1. A good oyster knife and a good clam knife – These are not the same thing! An oyster knife does not have a sharp edge, just a strong blade with a curved point for prying. The clam knife has one sharp side that can be used for wedging between the shell and slicing the abductor muscle which holds the clam closed. When it comes to finding good knives, we recommend the white handled versions made by Dexter Russell. They are cheap, strong and easy to find at most stores.
2. A cooler with plenty of crushed or chipped ice on standby
3. A metal or plastic tub that can be used for ice and presentation of your spread.
4. Cut lemon and lime wedges
5. Hot sauce
6. Good cocktail sauce – see a simple recipe below.
7. Seafood forks – buy plastic at any store.
8. A few tasty side dishes: pasta, rice, and salads go well with seafood.
9. Delicious and refreshing wine. Check out our summer wine picks for ideas Click Here!
10. Plenty of hungry people to help enjoy the fruits of your labor.

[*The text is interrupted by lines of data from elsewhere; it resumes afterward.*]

//! Representación de bytecode.
//!
//! Cada instrucción corresponde a exactamente una línea del ensamblador
//! final, con la excepción de [`Instruction::New`] y
//! [`Instruction::Print`], que expanden a secuencias fijas.

use std::fmt::{self, Display};

use crate::{ast, lex::Identifier};

/// Tipos de la máquina de pila. Los booleanos son enteros.
#[derive(Clone, Debug, PartialEq, Eq)]
pub enum Type {
    Int,
    IntArray,
    Class(Identifier),
}

impl Type {
    pub fn is_reference(&self) -> bool {
        !matches!(self, Type::Int)
    }
}

impl From<&ast::Type> for Type {
    fn from(typ: &ast::Type) -> Self {
        match typ {
            ast::Type::Int | ast::Type::Boolean => Type::Int,
            ast::Type::IntArray => Type::IntArray,
            ast::Type::Class(class) => Type::Class(class.clone()),
        }
    }
}

/// Descriptor de tipo.
impl Display for Type {
    fn fmt(&self, fmt: &mut fmt::Formatter<'_>) -> fmt::Result {
        match self {
            Type::Int => fmt.write_str("I"),
            Type::IntArray => fmt.write_str("[I"),
            Type::Class(class) => write!(fmt, "L{};", class),
        }
    }
}

/// Destino simbólico de saltos, único en toda la traducción.
#[derive(Copy, Clone, Debug, PartialEq, Eq, Hash, PartialOrd, Ord)]
pub struct Label(pub u32);

impl Display for Label {
    fn fmt(&self, fmt: &mut fmt::Formatter<'_>) -> fmt::Result {
        write!(fmt, "L_{}", self.0)
    }
}

/// Firma completa de un método, tal como la requiere `invokevirtual`.
#[derive(Clone, Debug, PartialEq, Eq)]
pub struct Signature {
    pub class: Identifier,
    pub method: Identifier,
    pub formals: Vec<Type>,
    pub returns: Type,
}

impl Display for Signature {
    fn fmt(&self, fmt: &mut fmt::Formatter<'_>) -> fmt::Result {
        write!(fmt, "{}/{}(", self.class, self.method)?;
        for formal in &self.formals {
            write!(fmt, "{}", formal)?;
        }

        write!(fmt, "){}", self.returns)
    }
}

#[derive(Clone, Debug, PartialEq, Eq)]
pub enum Instruction {
    Aload(u32),
    Astore(u32),
    Iload(u32),
    Istore(u32),
    Ldc(i32),
    Iadd,
    Isub,
    Imul,
    Iand,
    Iaload,
    Iastore,
    Arraylength,
    NewArray,
    New(Identifier),
    Getfield(Identifier, Identifier, Type),
    Putfield(Identifier, Identifier, Type),
    Goto(Label),
    Ifne(Label),
    Ifeq(Label),
    IfIcmplt(Label),
    Label(Label),
    Invokevirtual(Signature),
    Ireturn,
    Areturn,
    Print,
}

impl Instruction {
    /// Etiqueta a la cual esta instrucción puede saltar.
    pub fn target(&self) -> Option<Label> {
        match self {
            Instruction::Goto(label)
            | Instruction::Ifne(label)
            | Instruction::Ifeq(label)
            | Instruction::IfIcmplt(label) => Some(*label),

            _ => None,
        }
    }
}

/// Unidad de salida: un archivo por clase.
#[derive(Debug)]
pub enum Unit {
    Main(MainClass),
    Class(Class),
}

impl Unit {
    pub fn name(&self) -> &Identifier {
        match self {
            Unit::Main(main) => &main.name,
            Unit::Class(class) => &class.name,
        }
    }
}

#[derive(Debug)]
pub struct MainClass {
    pub name: Identifier,
    pub instructions: Vec<Instruction>,
}

#[derive(Debug)]
pub struct Class {
    pub name: Identifier,
    pub extends: Option<Identifier>,
    pub fields: Vec<(Identifier, Type)>,
    pub methods: Vec<Method>,
}

#[derive(Debug)]
pub struct Method {
    pub name: Identifier,
    pub formals: Vec<Type>,
    pub returns: Type,

    /// Cantidad de slots, incluyendo la instancia en el slot 0.
    pub locals: u32,

    pub instructions: Vec<Instruction>,
}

Step Three: Layout and Consumption
Now that most of the hard work is done, you are ready to set up and devour your bounty. All you need to do is keep the spread out of the sun, on lots of chipped ice and in front of a group of seafood lovers. They will take care of the rest.
Tips for Preparing Shrimp
There are many ways to cook shrimp, and we’ve outlined a few of the more popular below. First, a few things to remember:
1. Most importantly, do not over-cook the shrimp! Whether you are charcoal grilling or gas grilling, broiling, pan frying or deep-frying shrimp, you do not want to cook it too long. They will turn tough and tasteless!
2. If your recipe calls for thawed shrimp, thaw in the refrigerator (overnight is best) or thaw under cold running water (this usually takes about 15 or less depending on how much you are thawing). Never thaw at room temperature or under warm/hot water. Never refreeze thawed shrimp
3. Use fresh shrimp within 24 hours after purchasing, the sooner the better. Shrimp is very perishable. Check with your seafood market to see if the shrimp is fresh or previously frozen. Most shrimp is previously frozen so you will not want to refreeze it. If you want to freeze your shrimp, buy them frozen to begin with.
To Broil Shrimp: clean and devein shrimp first and then spread the shell open until it lies flat; rinse it under cold water. Season and prepare shrimp, then broil in oven for 4-5 minutes. It is a good idea to baste the shrimp during broiling period to help prevent burnt edges.
To Pan fry or Sauté Shrimp: Be sure to thaw the shrimp first. If you don’t, they will tend to spatter too much. Then, Heat ¼ teaspoon olive oil in large skillet. Add shrimp and desired seasoning. Cook 3 to 5 minutes; do not over-cook.
To Grill Shrimp – You also want to start with raw shrimp because grilling pre-cooked shrimp will yield dried out, chewy results. Use large or extra large shrimp for grilling, or make skewers, to make the grilling process easier.
1 cup ketchup
1 teaspoon Worcestershire sauce
1 tablespoon red wine vinegar
2 tablespoons prepared horseradish
1/2 lemon, juiced
Dash hot sauce
Combine all ingredients in a bowl. Serve chilled.